The combination of nivolumab (Opdivo) and low-dose ipilimumab (Yervoy) continues to demonstrate significant and lasting clinical benefits as a first-line treatment for patients with microsatellite instability-high (MSI-H) or mismatch repair-deficient (dMMR) metastatic colorectal cancer (CRC). The latest results from the CheckMate-142 study, presented at the ASCO 2020 virtual annual meeting, reveal a deepening of response and encouraging survival outcomes with extended follow-up.
Heinz-Josef Lenz, MD, FACP, Co-Director of the Gastrointestinal Oncology Program at the University of Southern California Norris Comprehensive Cancer Center, highlighted that this regimen could represent a new first-line therapy option for this patient population, who typically face poor outcomes with standard chemotherapy-based treatments.

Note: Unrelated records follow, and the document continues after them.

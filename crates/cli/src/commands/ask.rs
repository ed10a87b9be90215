//! Ask command handler.
//!
//! Answers a single question about an article in a fresh session.

use super::{print_json, Engine};
use chatbox_core::{config::AppConfig, AppError, AppResult};
use clap::Args;

/// Ask one question about an article
#[derive(Args, Debug)]
pub struct AskCommand {
    /// ID of the article to ask about
    pub article_id: String,

    /// The question to ask
    pub question: String,

    /// Output as JSON
    #[arg(long)]
    pub json: bool,
}

impl AskCommand {
    pub async fn execute(&self, config: &AppConfig) -> AppResult<()> {
        tracing::info!("Executing ask command for article {}", self.article_id);

        let question = self.question.trim();
        if question.is_empty() {
            return Err(AppError::Config("Question must not be empty".to_string()));
        }

        let engine = Engine::from_config(config)?;
        let mut session = engine.open_session(&self.article_id).await?;
        let response = session.ask(question).await;

        if self.json {
            print_json(&serde_json::json!({
                "response": response,
                "article_id": self.article_id,
                "question": question,
            }))
        } else {
            println!("{}", response);
            Ok(())
        }
    }
}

Sustained Efficacy and Deepening Responses

The CheckMate-142 study, a multicohort, nonrandomized phase 2 trial, evaluated the combination of nivolumab at 3 mg/kg every 2 weeks and ipilimumab at 1 mg/kg every 6 weeks. With a median follow-up of 29 months, the median duration of response, progression-free survival (PFS), and overall survival (OS) had not yet been reached. This indicates a sustained and durable response to the treatment.
An earlier analysis with a median follow-up of 13.8 months had already suggested durable clinical benefits. The latest data reinforce these findings, showing that 84% of patients experienced a reduction in tumor burden from baseline. At 24 months, the PFS rate was 74%, and the OS rate was 79%.

Patient Characteristics and Treatment Outcomes

The study included 45 patients, with 38% having metastatic CRC with BRAF mutation, 22% with KRAS mutations, and 18% with Lynch syndrome. At the data cutoff, 33% of patients were still receiving treatment. Disease progression was the most common reason for treatment discontinuation (18%), while 13% discontinued due to maximal clinical benefit, and another 13% due to treatment-related adverse events.
The investigator-assessed objective response rate (ORR) increased from 60% at 13.8 months to 69% at the 29-month follow-up. The complete response (CR) rate also improved, rising from 7% to 13%, with three additional patients achieving a complete response and one achieving a partial response since the previous data cutoff in July 2018. The disease control rate (DCR) was 84% at the latest follow-up.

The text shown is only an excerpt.